A congenital disorder presenting with neonatal macrosomia, macrocephaly, cardiac anomalies, osteochondrodysplasia, and congenital hypertrichosis.


Cantú-Garcia–Cruz-Sanchez–Corona-Hernandez-Nazará Syndrome; Cranio-Facio-Cardio-Skeletal Syndrome; Cranio-Facio-Fronto-Digital Syndrome; Hypertrichotic Osteochondrodysplasia.


Almost 70 cases have been reported in the literature to date.

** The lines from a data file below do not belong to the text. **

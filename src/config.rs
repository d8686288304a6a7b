//! Configuration for the livebuild agent.
//!
//! Configuration sources (highest priority first):
//! 1. Environment variables (TWEET_MAX_PER_HOUR, WATCHED_REPOS, ...)
//! 2. Config file (.livebuild/config.yaml)
//! 3. Defaults
//!
//! Config file discovery:
//! - Searches current directory and parents for .livebuild/config.yaml
//! - Relative paths in the config file are resolved against the directory
//!   containing `.livebuild/`
//!
//! Credentials are only read from the environment. A missing credential is a
//! startup error.

pub mod paths;

use std::path::{Path, PathBuf};
use std::time::Duration;

use anyhow::{Context, Result};
use serde::Deserialize;
use thiserror::Error;

/// Configuration errors. All of them are fatal at startup.
#[derive(Debug, Error)]
pub enum ConfigError {
    #[error("Missing required env var: {0}")]
    MissingVar(&'static str),

    #[error("Invalid value for {key}: {value:?} ({reason})")]
    Invalid {
        key: &'static str,
        value: String,
        reason: String,
    },

    #[error("Failed to determine home directory")]
    NoHomeDir,
}

/// Raw config file schema (matches YAML structure)
#[derive(Debug, Clone, Default, Deserialize)]
pub struct ConfigFile {
    #[serde(default)]
    pub version: Option<String>,
    /// Data directory for state and history
    #[serde(default)]
    pub home: Option<String>,
    #[serde(default)]
    pub sources: SourcesConfig,
    #[serde(default)]
    pub context: ContextConfig,
    #[serde(default)]
    pub publish: PublishConfig,
}

#[derive(Debug, Clone, Default, Deserialize)]
pub struct SourcesConfig {
    #[serde(default)]
    pub watched_repos: Vec<String>,
    pub claude_history_path: Option<String>,
    pub screenpipe_api_url: Option<String>,
    pub poll_interval_seconds: Option<u64>,
}

#[derive(Debug, Clone, Default, Deserialize)]
pub struct ContextConfig {
    pub window_minutes: Option<u64>,
    pub snapshot_interval_seconds: Option<u64>,
    pub prune_interval_seconds: Option<u64>,
}

#[derive(Debug, Clone, Default, Deserialize)]
pub struct PublishConfig {
    pub max_per_hour: Option<u32>,
    pub max_per_day: Option<u32>,
    pub min_interval_minutes: Option<u64>,
    pub dry_run: Option<bool>,
    pub decision_model: Option<String>,
    pub generation_model: Option<String>,
}

/// OAuth 1.0a user-context credentials for the X API
#[derive(Clone)]
pub struct TwitterCredentials {
    pub api_key: String,
    pub api_secret: String,
    pub access_token: String,
    pub access_secret: String,
}

impl std::fmt::Debug for TwitterCredentials {
    fn fmt(&self, f: &mut std::fmt::Formatter<'_>) -> std::fmt::Result {
        f.debug_struct("TwitterCredentials")
            .field("api_key", &redact(&self.api_key))
            .field("access_token", &redact(&self.access_token))
            .finish_non_exhaustive()
    }
}

/// Settings for the Anthropic-backed oracles
#[derive(Clone)]
pub struct AnthropicSettings {
    pub api_key: String,
    pub api_url: String,
    pub decision_model: String,
    pub generation_model: String,
}

impl std::fmt::Debug for AnthropicSettings {
    fn fmt(&self, f: &mut std::fmt::Formatter<'_>) -> std::fmt::Result {
        f.debug_struct("AnthropicSettings")
            .field("api_key", &redact(&self.api_key))
            .field("api_url", &self.api_url)
            .field("decision_model", &self.decision_model)
            .field("generation_model", &self.generation_model)
            .finish()
    }
}

/// Publishing limits
#[derive(Debug, Clone, PartialEq, Eq)]
pub struct PublishSettings {
    pub max_per_hour: u32,
    pub max_per_day: u32,
    pub min_interval_minutes: u64,
    pub dry_run: bool,
}

impl Default for PublishSettings {
    fn default() -> Self {
        Self {
            max_per_hour: 3,
            max_per_day: 30,
            min_interval_minutes: 10,
            dry_run: false,
        }
    }
}

/// Fully resolved agent configuration
#[derive(Debug, Clone)]
pub struct AgentConfig {
    /// Directory for state.json, tweet-history.json and the lock file
    pub home: PathBuf,
    /// Repositories to watch for commits
    pub watched_repos: Vec<PathBuf>,
    /// Root of the assistant's history (contains `projects/`)
    pub claude_history_path: PathBuf,
    /// Base URL of the screen/audio capture API
    pub screenpipe_api_url: String,
    pub poll_interval: Duration,
    pub context_window_minutes: u64,
    pub snapshot_interval: Duration,
    pub prune_interval: Duration,
    pub publish: PublishSettings,
    pub anthropic: AnthropicSettings,
    /// Absent only in dry-run mode
    pub twitter: Option<TwitterCredentials>,
    /// Path to config file (if found)
    pub config_file: Option<PathBuf>,
}

impl AgentConfig {
    /// Load configuration from the environment and the discovered config file
    pub fn load() -> Result<Self> {
        Self::load_with_dry_run(false)
    }

    /// Like [`AgentConfig::load`], with `force_dry_run` overriding `TWEET_DRY_RUN`.
    ///
    /// Forcing dry run drops the requirement for X credentials.
    pub fn load_with_dry_run(force_dry_run: bool) -> Result<Self> {
        let config_file = find_config_file();
        let file = match config_file {
            Some(ref path) => Some(load_config_file(path)?),
            None => None,
        };

        let home_dir = dirs::home_dir();
        let mut config = resolve(
            file.as_ref(),
            config_file.as_deref().and_then(project_root),
            home_dir.as_deref(),
            |key| {
                if force_dry_run && key == "TWEET_DRY_RUN" {
                    return Some("true".to_string());
                }
                std::env::var(key).ok()
            },
        )?;
        config.config_file = config_file;
        Ok(config)
    }

    pub fn context_window(&self) -> chrono::Duration {
        chrono::Duration::minutes(self.context_window_minutes as i64)
    }
}

/// Find config file by searching current directory and parents
fn find_config_file() -> Option<PathBuf> {
    let mut current = std::env::current_dir().ok()?;

    loop {
        let config_path = current.join(".livebuild").join("config.yaml");
        if config_path.exists() {
            return Some(config_path);
        }

        if !current.pop() {
            break;
        }
    }

    None
}

/// Load and parse config file
fn load_config_file(path: &Path) -> Result<ConfigFile> {
    let content = std::fs::read_to_string(path)
        .with_context(|| format!("Failed to read config file: {}", path.display()))?;

    serde_yaml::from_str(&content)
        .with_context(|| format!("Failed to parse config file: {}", path.display()))
}

/// Directory containing `.livebuild/`
fn project_root(config_path: &Path) -> Option<PathBuf> {
    config_path
        .parent()
        .and_then(|p| p.parent())
        .map(Path::to_path_buf)
}

/// Resolve a path that may be relative to the project root
fn resolve_path(base: Option<&Path>, path_str: &str) -> PathBuf {
    let path = PathBuf::from(path_str);
    match base {
        Some(base) if path.is_relative() => base.join(path),
        _ => path,
    }
}

/// Resolve only the data directory, without requiring credentials
pub fn livebuild_home() -> Result<PathBuf> {
    let config_file = find_config_file();
    let file = match config_file {
        Some(ref path) => Some(load_config_file(path)?),
        None => None,
    };
    let base = config_file.as_deref().and_then(project_root);
    let home_dir = dirs::home_dir();
    let lookup = |key: &str| std::env::var(key).ok().filter(|v| !v.trim().is_empty());

    Ok(resolve_home(
        file.as_ref(),
        base.as_deref(),
        home_dir.as_deref(),
        &lookup,
    )?)
}

fn resolve_home<F>(
    file: Option<&ConfigFile>,
    base: Option<&Path>,
    home_dir: Option<&Path>,
    get: &F,
) -> Result<PathBuf, ConfigError>
where
    F: Fn(&str) -> Option<String>,
{
    if let Some(v) = get("LIVEBUILD_HOME") {
        return Ok(PathBuf::from(v));
    }
    match file.and_then(|f| f.home.as_deref()) {
        Some(h) => Ok(resolve_path(base, h)),
        None => Ok(home_dir.ok_or(ConfigError::NoHomeDir)?.join(".livebuild")),
    }
}

/// Build the configuration from a config file and a variable lookup.
///
/// Pure apart from `lookup`, so tests can feed a map instead of the process
/// environment.
pub fn resolve<F>(
    file: Option<&ConfigFile>,
    base_dir: Option<PathBuf>,
    home_dir: Option<&Path>,
    lookup: F,
) -> Result<AgentConfig, ConfigError>
where
    F: Fn(&str) -> Option<String>,
{
    let default_file = ConfigFile::default();
    let file = file.unwrap_or(&default_file);
    let base = base_dir.as_deref();
    let get = |key: &str| lookup(key).filter(|v| !v.trim().is_empty());

    let home = resolve_home(Some(file), base, home_dir, &get)?;

    let watched_repos: Vec<PathBuf> = match get("WATCHED_REPOS") {
        Some(list) => list
            .split(',')
            .map(str::trim)
            .filter(|s| !s.is_empty())
            .map(PathBuf::from)
            .collect(),
        None => file
            .sources
            .watched_repos
            .iter()
            .map(|r| resolve_path(base, r))
            .collect(),
    };

    let claude_history_path = match get("CLAUDE_HISTORY_PATH") {
        Some(v) => PathBuf::from(v),
        None => match file.sources.claude_history_path {
            Some(ref p) => resolve_path(base, p),
            None => home_dir.ok_or(ConfigError::NoHomeDir)?.join(".claude"),
        },
    };

    let screenpipe_api_url = get("SCREENPIPE_API_URL")
        .or_else(|| file.sources.screenpipe_api_url.clone())
        .unwrap_or_else(|| "http://localhost:3030".to_string());

    let poll_interval_seconds = positive(
        "POLL_INTERVAL_SECONDS",
        parse_or(&get, "POLL_INTERVAL_SECONDS", file.sources.poll_interval_seconds, 30)?,
    )?;
    let context_window_minutes = positive(
        "CONTEXT_WINDOW_MINUTES",
        parse_or(&get, "CONTEXT_WINDOW_MINUTES", file.context.window_minutes, 15)?,
    )?;
    let snapshot_interval_seconds = positive(
        "SNAPSHOT_INTERVAL_SECONDS",
        parse_or(
            &get,
            "SNAPSHOT_INTERVAL_SECONDS",
            file.context.snapshot_interval_seconds,
            300,
        )?,
    )?;
    let prune_interval_seconds = positive(
        "PRUNE_INTERVAL_SECONDS",
        parse_or(
            &get,
            "PRUNE_INTERVAL_SECONDS",
            file.context.prune_interval_seconds,
            60,
        )?,
    )?;

    let defaults = PublishSettings::default();
    let publish = PublishSettings {
        max_per_hour: parse_or(
            &get,
            "TWEET_MAX_PER_HOUR",
            file.publish.max_per_hour,
            defaults.max_per_hour,
        )?,
        max_per_day: parse_or(
            &get,
            "TWEET_MAX_PER_DAY",
            file.publish.max_per_day,
            defaults.max_per_day,
        )?,
        min_interval_minutes: parse_or(
            &get,
            "TWEET_MIN_INTERVAL_MINUTES",
            file.publish.min_interval_minutes,
            defaults.min_interval_minutes,
        )?,
        dry_run: match get("TWEET_DRY_RUN") {
            Some(v) => parse_bool("TWEET_DRY_RUN", &v)?,
            None => file.publish.dry_run.unwrap_or(defaults.dry_run),
        },
    };

    let anthropic = AnthropicSettings {
        api_key: get("ANTHROPIC_API_KEY").ok_or(ConfigError::MissingVar("ANTHROPIC_API_KEY"))?,
        api_url: get("ANTHROPIC_API_URL")
            .unwrap_or_else(|| "https://api.anthropic.com".to_string()),
        decision_model: get("ANTHROPIC_DECISION_MODEL")
            .or_else(|| file.publish.decision_model.clone())
            .unwrap_or_else(|| "claude-haiku-4-5-20251001".to_string()),
        generation_model: get("ANTHROPIC_GENERATION_MODEL")
            .or_else(|| file.publish.generation_model.clone())
            .unwrap_or_else(|| "claude-sonnet-4-5-20250929".to_string()),
    };

    let twitter = if publish.dry_run {
        None
    } else {
        let required = |key: &'static str| get(key).ok_or(ConfigError::MissingVar(key));
        Some(TwitterCredentials {
            api_key: required("TWITTER_API_KEY")?,
            api_secret: required("TWITTER_API_SECRET")?,
            access_token: required("TWITTER_ACCESS_TOKEN")?,
            access_secret: required("TWITTER_ACCESS_SECRET")?,
        })
    };

    Ok(AgentConfig {
        home,
        watched_repos,
        claude_history_path,
        screenpipe_api_url,
        poll_interval: Duration::from_secs(poll_interval_seconds),
        context_window_minutes,
        snapshot_interval: Duration::from_secs(snapshot_interval_seconds),
        prune_interval: Duration::from_secs(prune_interval_seconds),
        publish,
        anthropic,
        twitter,
        config_file: None,
    })
}

fn parse_or<T, G>(get: &G, key: &'static str, file_value: Option<T>, default: T) -> Result<T, ConfigError>
where
    T: std::str::FromStr,
    T::Err: std::fmt::Display,
    G: Fn(&str) -> Option<String>,
{
    match get(key) {
        Some(raw) => raw.trim().parse().map_err(|e: T::Err| ConfigError::Invalid {
            key,
            value: raw.clone(),
            reason: e.to_string(),
        }),
        None => Ok(file_value.unwrap_or(default)),
    }
}

fn positive(key: &'static str, value: u64) -> Result<u64, ConfigError> {
    if value == 0 {
        return Err(ConfigError::Invalid {
            key,
            value: value.to_string(),
            reason: "must be greater than zero".to_string(),
        });
    }
    Ok(value)
}

fn parse_bool(key: &'static str, raw: &str) -> Result<bool, ConfigError> {
    match raw.trim().to_ascii_lowercase().as_str() {
        "true" | "1" | "yes" => Ok(true),
        "false" | "0" | "no" => Ok(false),
        _ => Err(ConfigError::Invalid {
            key,
            value: raw.to_string(),
            reason: "expected true or false".to_string(),
        }),
    }
}

/// Keep the first four characters of a secret
pub fn redact(secret: &str) -> String {
    let head: String = secret.chars().take(4).collect();
    format!("{}…", head)
}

First described in 1982 by the Mexican geneticist José Maria Cantú and colleagues in four patients (two of them siblings).

Genetic inheritance

A significant number of cases appear to be sporadic. Originally, inheritance was considered to be autosomal recessive, but recent research seems to confirm autosomal dominant transmission. The defect is most often caused by dominant missense mutations in the ABCC9 gene (ATP-Binding Cassette, Subfamily C, Member 9, also known as SUR2) on chromosome 12p12.1. Cantú Syndrome is now considered a potassium channelopathy, because ABCC9 encodes four regulatory subunits of pore-forming, transmembranous ATP-sensitive potassium channels in skeletal, smooth and cardiac muscle cells, and hair follicles. ABCC9 mutations seem to result in gene gain-of-function, thereby reducing the sensitivity of ATP-mediated potassium channel activation to the ADP/ATP ratio. Instead, Cantú Syndrome may also be caused by mutations in the KCNJ8 gene (Inwardly Rectifying Potassium Channel, Subfamily J, Member 8; also known as Kir6.1) and (similar to ABCC9) located on chromosome 12p12.1 and encoding for pore-forming subunits of the ATP-sensitive potassium channel. In a few affected patients, none of these mutations could be detected.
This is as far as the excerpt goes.